ABSTRACT

When I (Arnold W. Rachman), first started treating an incest survivor, about thirty-five years ago, I did not fully appreciate the complexities of this dark side of the human experience. Intellectually, I had not been exposed to, neither had I sought out, nor was I aware of, the professional literature regarding sexual trauma. My lack of study of incest, child abuse, and child exploitation was a combination of “emotional blindness” to these issues and almost a complete lack of academic and professional training. For example, while I was a graduate student in Human Development and Clinical Psychology during the early 1960s, I do not remember any discussion on the emotional, interpersonal, and social struggle of children with adults who exploit, abuse, torture, or murder them.
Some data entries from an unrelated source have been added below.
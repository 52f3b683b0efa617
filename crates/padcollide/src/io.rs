//! Reading documents and writing collision results.
//!
//! Output files contain exactly the bytes that were hashed, so the match key
//! can be recomputed from them.

use std::ffi::OsString;
use std::fs;
use std::path::{Path, PathBuf};

use padcollide_core::{Document, RenderedVariant};

use crate::error::{Result, SearchError};
use crate::search::Collision;

/// Read a document, splitting it into lines with terminators stripped.
pub fn read_document(path: impl AsRef<Path>) -> Result<Document> {
    let path = path.as_ref();
    let text = fs::read_to_string(path).map_err(|source| SearchError::Io {
        path: path.to_path_buf(),
        source,
    })?;
    Ok(Document::parse(&text))
}

/// `{path}.out`, next to the input.
pub fn output_path(path: impl AsRef<Path>) -> PathBuf {
    let mut name = OsString::from(path.as_ref().as_os_str());
    name.push(".out");
    PathBuf::from(name)
}

/// Write a rendered variant byte-for-byte.
pub fn write_variant(path: impl AsRef<Path>, variant: &RenderedVariant) -> Result<()> {
    let path = path.as_ref();
    fs::write(path, variant.as_bytes()).map_err(|source| SearchError::Io {
        path: path.to_path_buf(),
        source,
    })
}

/// Write both halves of a collision next to their inputs.
///
/// Returns the real and fake output paths.
pub fn write_collision(
    real_path: impl AsRef<Path>,
    fake_path: impl AsRef<Path>,
    collision: &Collision,
) -> Result<(PathBuf, PathBuf)> {
    let real_out = output_path(real_path);
    let fake_out = output_path(fake_path);
    write_variant(&real_out, &collision.real)?;
    write_variant(&fake_out, &collision.fake)?;
    Ok((real_out, fake_out))
}

#[cfg(test)]
mod tests {
    use super::*;

    #[test]
    fn test_output_path_appends_suffix() {
        assert_eq!(
            output_path("docs/confession_real.txt"),
            PathBuf::from("docs/confession_real.txt.out")
        );
        assert_eq!(output_path("plain"), PathBuf::from("plain.out"));
    }

    #[test]
    fn test_read_document_strips_line_endings() {
        let dir = tempfile::tempdir().unwrap();
        let path = dir.path().join("doc.txt");
        fs::write(&path, "one\r\ntwo\n").unwrap();

        let doc = read_document(&path).unwrap();
        assert_eq!(doc.lines(), &["one", "two"]);
    }

    #[test]
    fn test_read_missing_document() {
        let dir = tempfile::tempdir().unwrap();
        let err = read_document(dir.path().join("missing.txt")).unwrap_err();
        assert!(matches!(err, SearchError::Io { .. }));
    }

    #[test]
    fn test_write_variant_exact_bytes() {
        let dir = tempfile::tempdir().unwrap();
        let path = dir.path().join("out.txt");
        let variant = RenderedVariant::new("a  \nb\n");

        write_variant(&path, &variant).unwrap();
        assert_eq!(fs::read(&path).unwrap(), b"a  \nb\n");
    }
}
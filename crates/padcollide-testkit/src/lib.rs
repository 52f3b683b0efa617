//! # padcollide Testkit
//!
//! Testing utilities for padcollide.
//!
//! ## Overview
//!
//! This crate provides:
//!
//! - **Golden vectors**: Known renderings, digests, and first collisions
//! - **Generators**: Proptest strategies for documents, keys, and variants
//! - **Fixtures**: Document pairs on disk for end-to-end tests
//!
//! ## Golden Vectors
//!
//! ```rust
//! use padcollide_testkit::vectors::{render_vectors, verify_render_vector};
//!
//! for vector in render_vectors() {
//!     verify_render_vector(&vector).unwrap();
//! }
//! ```
//!
//! ## Property Testing
//!
//! ```rust,ignore
//! use proptest::prelude::*;
//! use padcollide::PaddingScheme;
//! use padcollide_testkit::generators::{attempt, document};
//!
//! proptest! {
//!     #[test]
//!     fn render_is_pure(doc in document(1, 8), i in attempt()) {
//!         prop_assert_eq!(
//!             PaddingScheme::Lines.render(&doc, i),
//!             PaddingScheme::Lines.render(&doc, i)
//!         );
//!     }
//! }
//! ```
//!
//! ## Test Fixtures
//!
//! ```rust
//! use padcollide_testkit::fixtures::DocumentPairFixture;
//!
//! let fixture = DocumentPairFixture::new("a\nb\n", "x\n").unwrap();
//! assert_eq!(fixture.real().unwrap().line_count(), 2);
//! ```

pub mod fixtures;
pub mod generators;
pub mod vectors;

pub use fixtures::DocumentPairFixture;
pub use vectors::{collision_vectors, render_vectors, verify_all_vectors};
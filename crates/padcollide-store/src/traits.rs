//! VariantCache trait: the per-side key to variant mapping.
//!
//! This trait keeps the search driver storage-agnostic. Implementations
//! include a `HashMap` (default) and SQLite (for runs larger than memory).

use padcollide_core::{MatchKey, RenderedVariant};

use crate::error::Result;

/// Mapping from match key to the most recent variant that produced it.
///
/// # Design Notes
///
/// - **Unconditional writes**: `insert` overwrites any existing entry for
///   the key. There is at most one entry per key.
/// - **Synchronous**: the driver performs one insert and one lookup per
///   side per attempt and never yields in between.
pub trait VariantCache {
    /// Insert or overwrite the entry for `key`.
    fn insert(&mut self, key: MatchKey, variant: RenderedVariant) -> Result<()>;

    /// Get the variant stored under `key`.
    fn lookup(&self, key: &MatchKey) -> Result<Option<RenderedVariant>>;

    /// Check if `key` has an entry.
    fn contains(&self, key: &MatchKey) -> Result<bool> {
        Ok(self.lookup(key)?.is_some())
    }

    /// Number of distinct keys stored.
    fn len(&self) -> Result<u64>;

    /// Whether the cache has no entries.
    fn is_empty(&self) -> Result<bool> {
        Ok(self.len()? == 0)
    }

    /// All entries, ordered by key.
    fn entries(&self) -> Result<Vec<(MatchKey, RenderedVariant)>>;
}
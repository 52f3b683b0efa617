//! Error types for the store module.

use thiserror::Error;

/// Errors that can occur during cache and checkpoint operations.
#[derive(Debug, Error)]
pub enum StoreError {
    /// Database error from SQLite.
    #[error("database error: {0}")]
    Database(#[from] rusqlite::Error),

    /// Checkpoint serialization/deserialization error.
    #[error("serialization error: {0}")]
    Serialization(String),

    /// Persisted state belongs to a different search.
    #[error("persisted state does not match this search: {0}")]
    FingerprintMismatch(String),

    /// Checkpoint written by an incompatible version.
    #[error("unsupported checkpoint version: {0}")]
    UnsupportedVersion(u32),

    /// Invalid data in storage.
    #[error("invalid data: {0}")]
    InvalidData(String),

    /// Migration error.
    #[error("migration error: {0}")]
    Migration(String),

    /// I/O error.
    #[error("I/O error: {0}")]
    Io(#[from] std::io::Error),
}

/// Result type for store operations.
pub type Result<T> = std::result::Result<T, StoreError>;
Emotional and physical abuse was mentioned, but not sexual abuse. None of the academics or clinicians I studied with in the 1960s confronted the issue of the incest trauma. When studying the phenomenon of the feral child on my own (Rachman, 1978), I was emotionally moved by the monumental emotional and physical abuse that feral children suffered at the hands of their parents. Academically, the discussions about feral children focused on whether such children were autistic (Bettelheim, 1959) and the effects of deprivation on 2language and personality development. There was very little, or no, attention to the issue of sexual abuse, which has continued (Rachman, 2012d).